Segment Start: Record extracts
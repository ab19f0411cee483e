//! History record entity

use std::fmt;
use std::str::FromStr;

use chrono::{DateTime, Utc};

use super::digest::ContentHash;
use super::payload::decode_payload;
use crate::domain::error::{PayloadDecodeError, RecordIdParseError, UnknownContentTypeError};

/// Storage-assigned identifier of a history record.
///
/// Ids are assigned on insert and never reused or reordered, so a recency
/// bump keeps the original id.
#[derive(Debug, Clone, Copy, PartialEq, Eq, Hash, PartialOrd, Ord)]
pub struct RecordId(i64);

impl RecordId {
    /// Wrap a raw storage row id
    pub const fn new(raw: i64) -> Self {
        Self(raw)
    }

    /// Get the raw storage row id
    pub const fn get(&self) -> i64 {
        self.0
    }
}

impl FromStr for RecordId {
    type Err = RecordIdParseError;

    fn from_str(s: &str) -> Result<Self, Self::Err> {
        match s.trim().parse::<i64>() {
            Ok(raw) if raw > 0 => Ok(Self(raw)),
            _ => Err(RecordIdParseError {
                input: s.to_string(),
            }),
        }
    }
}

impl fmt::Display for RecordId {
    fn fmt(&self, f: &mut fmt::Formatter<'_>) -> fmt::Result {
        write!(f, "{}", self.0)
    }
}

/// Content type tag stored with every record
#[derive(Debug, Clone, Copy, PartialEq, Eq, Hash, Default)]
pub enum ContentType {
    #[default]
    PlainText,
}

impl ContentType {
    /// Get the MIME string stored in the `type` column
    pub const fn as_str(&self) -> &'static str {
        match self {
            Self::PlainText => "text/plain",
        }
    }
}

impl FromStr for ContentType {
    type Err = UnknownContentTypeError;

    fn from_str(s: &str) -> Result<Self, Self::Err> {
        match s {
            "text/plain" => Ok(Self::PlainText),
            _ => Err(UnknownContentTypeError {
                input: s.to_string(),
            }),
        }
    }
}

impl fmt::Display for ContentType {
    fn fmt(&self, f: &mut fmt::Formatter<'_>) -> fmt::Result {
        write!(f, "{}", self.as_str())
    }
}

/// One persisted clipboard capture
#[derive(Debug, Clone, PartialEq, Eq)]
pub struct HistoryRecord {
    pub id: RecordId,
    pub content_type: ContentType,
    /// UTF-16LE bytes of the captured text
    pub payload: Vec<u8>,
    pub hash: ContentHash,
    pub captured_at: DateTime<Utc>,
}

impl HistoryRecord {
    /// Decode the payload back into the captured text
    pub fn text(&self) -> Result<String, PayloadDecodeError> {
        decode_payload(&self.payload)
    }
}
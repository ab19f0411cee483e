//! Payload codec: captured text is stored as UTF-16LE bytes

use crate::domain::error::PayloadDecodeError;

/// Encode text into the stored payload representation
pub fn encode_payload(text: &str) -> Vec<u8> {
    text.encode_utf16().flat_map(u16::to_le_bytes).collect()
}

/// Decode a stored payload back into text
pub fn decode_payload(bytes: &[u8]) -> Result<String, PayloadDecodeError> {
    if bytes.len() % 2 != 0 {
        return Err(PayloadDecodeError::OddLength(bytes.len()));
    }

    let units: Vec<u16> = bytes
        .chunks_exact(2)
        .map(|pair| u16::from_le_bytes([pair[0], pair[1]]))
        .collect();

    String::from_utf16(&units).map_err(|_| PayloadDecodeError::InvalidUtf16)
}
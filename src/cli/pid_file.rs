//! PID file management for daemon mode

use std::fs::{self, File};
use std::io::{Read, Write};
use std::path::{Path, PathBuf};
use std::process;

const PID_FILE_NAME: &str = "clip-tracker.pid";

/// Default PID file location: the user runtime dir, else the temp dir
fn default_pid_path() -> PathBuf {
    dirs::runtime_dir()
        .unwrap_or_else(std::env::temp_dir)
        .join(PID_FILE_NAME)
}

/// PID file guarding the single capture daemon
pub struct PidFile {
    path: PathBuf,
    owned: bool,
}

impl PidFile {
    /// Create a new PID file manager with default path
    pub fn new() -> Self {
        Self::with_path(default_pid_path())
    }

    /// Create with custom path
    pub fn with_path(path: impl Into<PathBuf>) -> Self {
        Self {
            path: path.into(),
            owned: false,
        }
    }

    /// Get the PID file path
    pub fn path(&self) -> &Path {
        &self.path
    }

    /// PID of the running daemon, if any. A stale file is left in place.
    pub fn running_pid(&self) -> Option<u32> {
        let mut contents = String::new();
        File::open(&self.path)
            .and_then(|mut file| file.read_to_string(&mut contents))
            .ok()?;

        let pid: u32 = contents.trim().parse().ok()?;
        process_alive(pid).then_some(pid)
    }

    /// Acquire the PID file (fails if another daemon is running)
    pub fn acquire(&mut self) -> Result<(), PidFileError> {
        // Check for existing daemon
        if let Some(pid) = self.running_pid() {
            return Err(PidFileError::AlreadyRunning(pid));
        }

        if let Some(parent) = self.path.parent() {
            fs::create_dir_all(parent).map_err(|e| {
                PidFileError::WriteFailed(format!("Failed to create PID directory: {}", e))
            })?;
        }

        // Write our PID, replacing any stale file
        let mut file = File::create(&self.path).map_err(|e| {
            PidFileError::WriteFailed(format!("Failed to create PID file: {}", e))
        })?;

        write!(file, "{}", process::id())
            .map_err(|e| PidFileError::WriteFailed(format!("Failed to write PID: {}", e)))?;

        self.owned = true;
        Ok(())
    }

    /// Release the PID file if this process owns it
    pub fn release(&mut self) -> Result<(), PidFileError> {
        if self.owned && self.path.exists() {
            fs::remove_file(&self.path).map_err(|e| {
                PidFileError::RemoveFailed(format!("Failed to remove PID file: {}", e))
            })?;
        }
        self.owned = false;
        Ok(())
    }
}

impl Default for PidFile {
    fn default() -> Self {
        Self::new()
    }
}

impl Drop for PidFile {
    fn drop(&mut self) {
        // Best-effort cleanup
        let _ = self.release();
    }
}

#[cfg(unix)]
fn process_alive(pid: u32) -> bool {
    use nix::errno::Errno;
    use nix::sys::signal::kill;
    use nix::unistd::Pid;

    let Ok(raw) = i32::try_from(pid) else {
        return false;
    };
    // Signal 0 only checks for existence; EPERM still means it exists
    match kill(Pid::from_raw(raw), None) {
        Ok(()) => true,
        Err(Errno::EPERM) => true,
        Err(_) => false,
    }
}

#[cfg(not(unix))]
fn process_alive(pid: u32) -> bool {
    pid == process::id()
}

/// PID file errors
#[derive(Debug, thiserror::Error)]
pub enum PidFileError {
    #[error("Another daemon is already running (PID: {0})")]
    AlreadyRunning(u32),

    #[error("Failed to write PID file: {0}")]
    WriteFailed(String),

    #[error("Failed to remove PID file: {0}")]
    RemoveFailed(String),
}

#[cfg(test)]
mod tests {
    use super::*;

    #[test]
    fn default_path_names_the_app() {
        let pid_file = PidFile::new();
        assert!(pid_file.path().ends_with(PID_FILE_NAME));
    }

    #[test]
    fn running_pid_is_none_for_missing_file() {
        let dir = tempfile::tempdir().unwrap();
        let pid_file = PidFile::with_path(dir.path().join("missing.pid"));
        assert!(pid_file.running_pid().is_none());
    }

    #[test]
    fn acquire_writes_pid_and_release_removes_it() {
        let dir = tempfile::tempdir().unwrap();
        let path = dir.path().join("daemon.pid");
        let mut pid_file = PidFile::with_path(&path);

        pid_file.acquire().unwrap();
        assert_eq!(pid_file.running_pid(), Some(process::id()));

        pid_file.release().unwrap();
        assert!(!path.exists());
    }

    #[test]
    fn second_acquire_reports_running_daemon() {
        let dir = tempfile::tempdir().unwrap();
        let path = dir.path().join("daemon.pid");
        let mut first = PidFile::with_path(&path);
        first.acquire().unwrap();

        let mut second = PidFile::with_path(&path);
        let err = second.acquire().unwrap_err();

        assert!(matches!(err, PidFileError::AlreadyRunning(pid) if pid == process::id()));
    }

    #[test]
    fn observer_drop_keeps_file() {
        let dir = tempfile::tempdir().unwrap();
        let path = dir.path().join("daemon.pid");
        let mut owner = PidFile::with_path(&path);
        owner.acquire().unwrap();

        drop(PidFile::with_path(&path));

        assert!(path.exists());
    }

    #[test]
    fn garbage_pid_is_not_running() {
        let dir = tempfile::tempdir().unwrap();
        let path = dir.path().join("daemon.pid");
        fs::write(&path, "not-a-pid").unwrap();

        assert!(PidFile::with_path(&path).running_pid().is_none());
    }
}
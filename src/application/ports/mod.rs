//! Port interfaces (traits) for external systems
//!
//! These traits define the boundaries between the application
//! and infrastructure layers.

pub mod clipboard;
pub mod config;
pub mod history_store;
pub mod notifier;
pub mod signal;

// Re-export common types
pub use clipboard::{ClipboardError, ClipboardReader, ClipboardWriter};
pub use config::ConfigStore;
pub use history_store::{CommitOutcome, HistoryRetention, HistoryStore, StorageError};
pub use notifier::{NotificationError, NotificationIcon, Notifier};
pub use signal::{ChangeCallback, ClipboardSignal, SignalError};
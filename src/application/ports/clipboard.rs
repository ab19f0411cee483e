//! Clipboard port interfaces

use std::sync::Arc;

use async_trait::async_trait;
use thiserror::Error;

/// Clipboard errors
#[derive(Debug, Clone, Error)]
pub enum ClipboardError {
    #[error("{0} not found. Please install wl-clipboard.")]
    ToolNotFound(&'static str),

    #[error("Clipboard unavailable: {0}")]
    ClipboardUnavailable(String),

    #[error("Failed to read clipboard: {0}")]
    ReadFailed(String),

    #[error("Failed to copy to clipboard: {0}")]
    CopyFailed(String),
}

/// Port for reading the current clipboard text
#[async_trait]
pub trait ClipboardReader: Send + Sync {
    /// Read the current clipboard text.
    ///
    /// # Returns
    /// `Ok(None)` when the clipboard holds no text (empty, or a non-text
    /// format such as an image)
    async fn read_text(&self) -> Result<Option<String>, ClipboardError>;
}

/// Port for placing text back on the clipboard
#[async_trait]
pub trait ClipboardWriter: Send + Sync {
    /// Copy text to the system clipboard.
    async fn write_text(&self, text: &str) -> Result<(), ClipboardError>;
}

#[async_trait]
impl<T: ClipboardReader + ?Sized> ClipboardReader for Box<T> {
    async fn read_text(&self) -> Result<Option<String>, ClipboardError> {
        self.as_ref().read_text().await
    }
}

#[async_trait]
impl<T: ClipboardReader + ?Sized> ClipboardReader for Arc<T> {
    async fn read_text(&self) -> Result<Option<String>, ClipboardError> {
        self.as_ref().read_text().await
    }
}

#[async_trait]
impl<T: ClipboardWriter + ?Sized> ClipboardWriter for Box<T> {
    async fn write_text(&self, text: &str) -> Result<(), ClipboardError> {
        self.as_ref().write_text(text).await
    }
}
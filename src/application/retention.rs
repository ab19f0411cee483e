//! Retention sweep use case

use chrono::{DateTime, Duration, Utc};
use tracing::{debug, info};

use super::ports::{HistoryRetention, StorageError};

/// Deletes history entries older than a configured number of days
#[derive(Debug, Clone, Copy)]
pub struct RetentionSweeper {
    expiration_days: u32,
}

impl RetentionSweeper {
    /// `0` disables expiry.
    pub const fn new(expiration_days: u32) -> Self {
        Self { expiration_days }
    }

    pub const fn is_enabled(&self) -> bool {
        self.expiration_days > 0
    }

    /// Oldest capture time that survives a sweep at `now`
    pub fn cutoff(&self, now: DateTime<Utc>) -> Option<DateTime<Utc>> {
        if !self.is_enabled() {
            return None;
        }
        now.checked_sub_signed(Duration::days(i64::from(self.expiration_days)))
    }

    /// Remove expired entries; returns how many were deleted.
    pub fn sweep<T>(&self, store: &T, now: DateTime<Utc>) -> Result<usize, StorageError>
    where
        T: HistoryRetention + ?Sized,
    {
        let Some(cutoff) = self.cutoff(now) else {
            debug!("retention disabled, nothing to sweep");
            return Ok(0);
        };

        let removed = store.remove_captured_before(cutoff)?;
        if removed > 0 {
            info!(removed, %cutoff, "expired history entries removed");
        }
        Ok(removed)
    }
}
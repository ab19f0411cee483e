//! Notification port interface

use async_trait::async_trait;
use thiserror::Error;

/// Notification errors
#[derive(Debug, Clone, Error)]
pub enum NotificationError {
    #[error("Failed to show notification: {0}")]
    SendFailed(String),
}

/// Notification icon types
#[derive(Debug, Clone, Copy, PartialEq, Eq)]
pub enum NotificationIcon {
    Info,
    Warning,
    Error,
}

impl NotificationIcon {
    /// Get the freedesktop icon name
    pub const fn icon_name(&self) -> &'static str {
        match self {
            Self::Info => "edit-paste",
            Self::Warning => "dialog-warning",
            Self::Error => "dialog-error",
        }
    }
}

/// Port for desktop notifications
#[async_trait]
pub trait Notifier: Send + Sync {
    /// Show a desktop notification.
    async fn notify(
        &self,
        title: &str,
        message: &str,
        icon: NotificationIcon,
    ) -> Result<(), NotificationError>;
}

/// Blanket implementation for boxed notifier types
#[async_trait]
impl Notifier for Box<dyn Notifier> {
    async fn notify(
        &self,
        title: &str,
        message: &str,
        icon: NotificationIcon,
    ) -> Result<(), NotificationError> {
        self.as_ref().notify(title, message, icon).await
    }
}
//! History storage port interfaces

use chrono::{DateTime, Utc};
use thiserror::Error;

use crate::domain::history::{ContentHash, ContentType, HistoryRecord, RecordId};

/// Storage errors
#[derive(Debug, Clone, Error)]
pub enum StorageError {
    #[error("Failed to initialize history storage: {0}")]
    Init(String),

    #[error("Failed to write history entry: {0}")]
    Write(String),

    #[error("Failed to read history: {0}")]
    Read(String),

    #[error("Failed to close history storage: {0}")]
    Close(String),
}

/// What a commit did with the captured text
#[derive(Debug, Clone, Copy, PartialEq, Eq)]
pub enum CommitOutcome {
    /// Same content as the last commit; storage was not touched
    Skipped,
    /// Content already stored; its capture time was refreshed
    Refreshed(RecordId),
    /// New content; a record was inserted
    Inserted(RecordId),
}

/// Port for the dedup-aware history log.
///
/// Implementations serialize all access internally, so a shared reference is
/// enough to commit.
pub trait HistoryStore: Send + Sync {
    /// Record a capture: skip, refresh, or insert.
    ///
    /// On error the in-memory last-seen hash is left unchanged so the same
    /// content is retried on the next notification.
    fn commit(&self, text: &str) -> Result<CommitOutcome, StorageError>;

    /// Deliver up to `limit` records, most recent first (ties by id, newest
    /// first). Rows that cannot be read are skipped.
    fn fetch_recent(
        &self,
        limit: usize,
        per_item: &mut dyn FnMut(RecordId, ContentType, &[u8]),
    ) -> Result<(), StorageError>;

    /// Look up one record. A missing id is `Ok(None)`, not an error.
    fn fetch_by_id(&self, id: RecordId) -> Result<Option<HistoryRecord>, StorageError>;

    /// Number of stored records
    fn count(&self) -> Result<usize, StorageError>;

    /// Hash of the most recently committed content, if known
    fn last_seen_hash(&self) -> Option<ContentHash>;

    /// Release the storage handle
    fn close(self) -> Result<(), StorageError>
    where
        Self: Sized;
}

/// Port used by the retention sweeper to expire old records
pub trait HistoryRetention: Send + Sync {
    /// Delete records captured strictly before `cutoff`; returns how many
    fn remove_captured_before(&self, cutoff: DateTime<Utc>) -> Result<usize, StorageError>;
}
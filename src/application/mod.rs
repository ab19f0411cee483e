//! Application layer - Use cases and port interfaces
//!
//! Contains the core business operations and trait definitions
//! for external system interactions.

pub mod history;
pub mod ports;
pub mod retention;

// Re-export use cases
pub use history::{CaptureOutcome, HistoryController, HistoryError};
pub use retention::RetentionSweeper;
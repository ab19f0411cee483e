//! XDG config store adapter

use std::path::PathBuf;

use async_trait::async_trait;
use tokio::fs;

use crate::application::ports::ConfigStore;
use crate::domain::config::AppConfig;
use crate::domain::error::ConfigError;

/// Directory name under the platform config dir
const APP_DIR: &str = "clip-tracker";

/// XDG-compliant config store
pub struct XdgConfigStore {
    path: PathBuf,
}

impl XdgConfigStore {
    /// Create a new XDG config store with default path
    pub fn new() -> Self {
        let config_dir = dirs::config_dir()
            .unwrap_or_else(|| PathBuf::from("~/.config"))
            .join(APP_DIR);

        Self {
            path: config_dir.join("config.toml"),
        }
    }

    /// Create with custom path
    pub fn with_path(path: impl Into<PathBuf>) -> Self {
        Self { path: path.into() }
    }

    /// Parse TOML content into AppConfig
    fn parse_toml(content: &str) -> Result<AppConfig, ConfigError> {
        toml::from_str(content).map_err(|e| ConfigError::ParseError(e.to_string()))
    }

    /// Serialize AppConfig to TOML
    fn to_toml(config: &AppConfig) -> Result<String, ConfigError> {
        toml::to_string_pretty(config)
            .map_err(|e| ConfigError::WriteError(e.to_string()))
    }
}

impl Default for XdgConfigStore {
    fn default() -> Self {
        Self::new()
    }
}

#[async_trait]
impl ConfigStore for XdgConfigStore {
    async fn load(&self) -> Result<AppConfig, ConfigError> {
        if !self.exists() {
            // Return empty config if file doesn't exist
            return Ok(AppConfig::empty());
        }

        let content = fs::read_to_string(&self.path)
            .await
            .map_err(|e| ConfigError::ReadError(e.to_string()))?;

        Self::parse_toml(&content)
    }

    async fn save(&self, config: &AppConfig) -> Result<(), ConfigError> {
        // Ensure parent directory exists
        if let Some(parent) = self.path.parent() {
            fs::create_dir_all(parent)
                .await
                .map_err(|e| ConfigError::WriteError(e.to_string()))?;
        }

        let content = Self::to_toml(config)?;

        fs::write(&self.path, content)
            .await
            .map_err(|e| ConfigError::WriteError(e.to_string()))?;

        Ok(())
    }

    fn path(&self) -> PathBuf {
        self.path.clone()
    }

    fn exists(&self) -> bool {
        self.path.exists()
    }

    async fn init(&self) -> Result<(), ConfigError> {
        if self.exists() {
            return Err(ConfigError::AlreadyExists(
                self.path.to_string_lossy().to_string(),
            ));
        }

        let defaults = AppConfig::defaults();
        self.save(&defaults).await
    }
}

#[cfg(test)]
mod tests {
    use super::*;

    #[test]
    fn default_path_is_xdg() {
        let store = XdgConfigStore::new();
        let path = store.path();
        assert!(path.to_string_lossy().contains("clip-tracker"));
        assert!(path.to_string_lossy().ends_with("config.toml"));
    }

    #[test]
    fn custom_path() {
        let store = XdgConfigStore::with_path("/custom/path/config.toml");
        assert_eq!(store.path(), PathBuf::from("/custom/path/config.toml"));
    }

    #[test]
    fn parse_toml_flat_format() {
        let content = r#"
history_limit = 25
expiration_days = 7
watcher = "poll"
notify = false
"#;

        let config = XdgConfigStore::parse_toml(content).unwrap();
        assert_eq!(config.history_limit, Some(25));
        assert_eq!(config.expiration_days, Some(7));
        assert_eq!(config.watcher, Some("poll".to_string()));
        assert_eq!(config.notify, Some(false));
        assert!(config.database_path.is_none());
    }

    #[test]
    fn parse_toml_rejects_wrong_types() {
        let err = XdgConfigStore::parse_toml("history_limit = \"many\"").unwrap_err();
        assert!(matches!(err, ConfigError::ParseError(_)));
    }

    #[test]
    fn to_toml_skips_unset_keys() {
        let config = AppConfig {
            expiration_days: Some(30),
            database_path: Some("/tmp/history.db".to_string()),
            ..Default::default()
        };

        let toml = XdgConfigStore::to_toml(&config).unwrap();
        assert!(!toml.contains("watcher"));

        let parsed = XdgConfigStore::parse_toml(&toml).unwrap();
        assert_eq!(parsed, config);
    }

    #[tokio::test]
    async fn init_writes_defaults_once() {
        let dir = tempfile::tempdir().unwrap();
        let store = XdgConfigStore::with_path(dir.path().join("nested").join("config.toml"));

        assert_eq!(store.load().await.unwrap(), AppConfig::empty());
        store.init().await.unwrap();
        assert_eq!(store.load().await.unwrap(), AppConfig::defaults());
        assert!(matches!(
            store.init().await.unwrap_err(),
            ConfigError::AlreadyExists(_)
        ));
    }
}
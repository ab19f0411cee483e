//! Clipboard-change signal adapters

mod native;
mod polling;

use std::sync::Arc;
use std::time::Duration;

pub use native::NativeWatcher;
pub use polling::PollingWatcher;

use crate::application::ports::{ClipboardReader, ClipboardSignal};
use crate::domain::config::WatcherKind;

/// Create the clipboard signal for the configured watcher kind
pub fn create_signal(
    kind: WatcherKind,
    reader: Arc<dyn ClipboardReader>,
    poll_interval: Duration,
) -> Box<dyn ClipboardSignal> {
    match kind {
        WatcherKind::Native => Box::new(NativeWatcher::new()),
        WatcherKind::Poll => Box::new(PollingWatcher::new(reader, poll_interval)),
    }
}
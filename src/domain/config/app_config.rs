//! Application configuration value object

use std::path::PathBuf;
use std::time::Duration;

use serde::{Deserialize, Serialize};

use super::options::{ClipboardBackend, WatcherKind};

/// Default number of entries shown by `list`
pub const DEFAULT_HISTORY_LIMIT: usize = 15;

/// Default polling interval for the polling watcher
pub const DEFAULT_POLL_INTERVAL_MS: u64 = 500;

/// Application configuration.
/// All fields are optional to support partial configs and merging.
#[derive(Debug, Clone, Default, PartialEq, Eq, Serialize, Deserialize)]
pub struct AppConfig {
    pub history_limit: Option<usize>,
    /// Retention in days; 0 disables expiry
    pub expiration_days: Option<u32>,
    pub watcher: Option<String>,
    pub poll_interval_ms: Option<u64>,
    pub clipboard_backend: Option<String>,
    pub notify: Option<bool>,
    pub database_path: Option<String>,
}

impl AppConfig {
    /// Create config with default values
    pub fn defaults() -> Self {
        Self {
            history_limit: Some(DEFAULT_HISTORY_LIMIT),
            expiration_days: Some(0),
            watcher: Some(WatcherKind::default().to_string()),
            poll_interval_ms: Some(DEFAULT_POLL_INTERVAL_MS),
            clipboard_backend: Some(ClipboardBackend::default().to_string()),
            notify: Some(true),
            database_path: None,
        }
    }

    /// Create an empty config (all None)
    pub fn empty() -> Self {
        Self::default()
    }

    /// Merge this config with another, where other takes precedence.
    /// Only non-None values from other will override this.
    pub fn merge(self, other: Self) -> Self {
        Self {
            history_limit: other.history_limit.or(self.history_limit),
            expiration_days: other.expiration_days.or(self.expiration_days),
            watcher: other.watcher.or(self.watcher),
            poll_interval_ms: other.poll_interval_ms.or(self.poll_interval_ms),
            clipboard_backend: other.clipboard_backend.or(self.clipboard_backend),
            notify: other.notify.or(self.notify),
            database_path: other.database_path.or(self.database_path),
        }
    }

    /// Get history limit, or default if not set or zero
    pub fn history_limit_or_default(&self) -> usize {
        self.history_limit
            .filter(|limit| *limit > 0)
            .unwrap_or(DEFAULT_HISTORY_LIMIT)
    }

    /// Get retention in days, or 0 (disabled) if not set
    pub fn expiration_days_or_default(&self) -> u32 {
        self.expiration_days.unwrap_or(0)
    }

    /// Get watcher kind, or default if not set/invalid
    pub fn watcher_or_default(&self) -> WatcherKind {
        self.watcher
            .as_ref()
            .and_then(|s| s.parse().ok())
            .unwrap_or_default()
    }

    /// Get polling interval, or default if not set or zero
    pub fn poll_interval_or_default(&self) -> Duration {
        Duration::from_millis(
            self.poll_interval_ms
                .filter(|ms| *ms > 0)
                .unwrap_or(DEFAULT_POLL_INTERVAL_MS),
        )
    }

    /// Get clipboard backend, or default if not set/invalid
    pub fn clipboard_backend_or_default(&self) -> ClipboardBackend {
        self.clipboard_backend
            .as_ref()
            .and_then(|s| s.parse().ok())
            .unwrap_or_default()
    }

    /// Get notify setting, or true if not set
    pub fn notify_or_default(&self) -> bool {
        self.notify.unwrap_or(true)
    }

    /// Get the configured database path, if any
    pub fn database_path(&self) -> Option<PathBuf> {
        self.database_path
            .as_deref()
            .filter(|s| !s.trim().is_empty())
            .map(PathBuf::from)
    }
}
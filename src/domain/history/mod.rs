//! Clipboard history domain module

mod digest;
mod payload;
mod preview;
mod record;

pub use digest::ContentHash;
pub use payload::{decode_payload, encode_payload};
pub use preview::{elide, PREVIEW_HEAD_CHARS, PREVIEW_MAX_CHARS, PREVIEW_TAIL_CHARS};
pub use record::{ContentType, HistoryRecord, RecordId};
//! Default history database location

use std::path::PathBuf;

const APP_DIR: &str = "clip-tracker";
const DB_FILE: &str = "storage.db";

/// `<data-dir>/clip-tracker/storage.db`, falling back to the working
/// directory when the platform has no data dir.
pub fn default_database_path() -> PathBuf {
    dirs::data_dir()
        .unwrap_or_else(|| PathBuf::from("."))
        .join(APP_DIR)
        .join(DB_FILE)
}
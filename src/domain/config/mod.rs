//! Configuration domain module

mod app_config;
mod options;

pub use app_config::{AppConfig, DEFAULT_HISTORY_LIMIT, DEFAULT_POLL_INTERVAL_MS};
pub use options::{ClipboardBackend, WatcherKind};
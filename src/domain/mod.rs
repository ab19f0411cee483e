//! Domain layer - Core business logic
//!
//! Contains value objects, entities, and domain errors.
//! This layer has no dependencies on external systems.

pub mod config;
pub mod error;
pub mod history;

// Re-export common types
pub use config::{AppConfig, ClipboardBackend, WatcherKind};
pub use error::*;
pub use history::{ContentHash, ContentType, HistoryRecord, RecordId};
Segment End: Record extracts
■ Exercise prompt:
Where a line of the data above includes "save", copy that line.

■ Solution to the problem:
    async fn save(&self, config: &AppConfig) -> Result<(), ConfigError> {
        self.save(&defaults).await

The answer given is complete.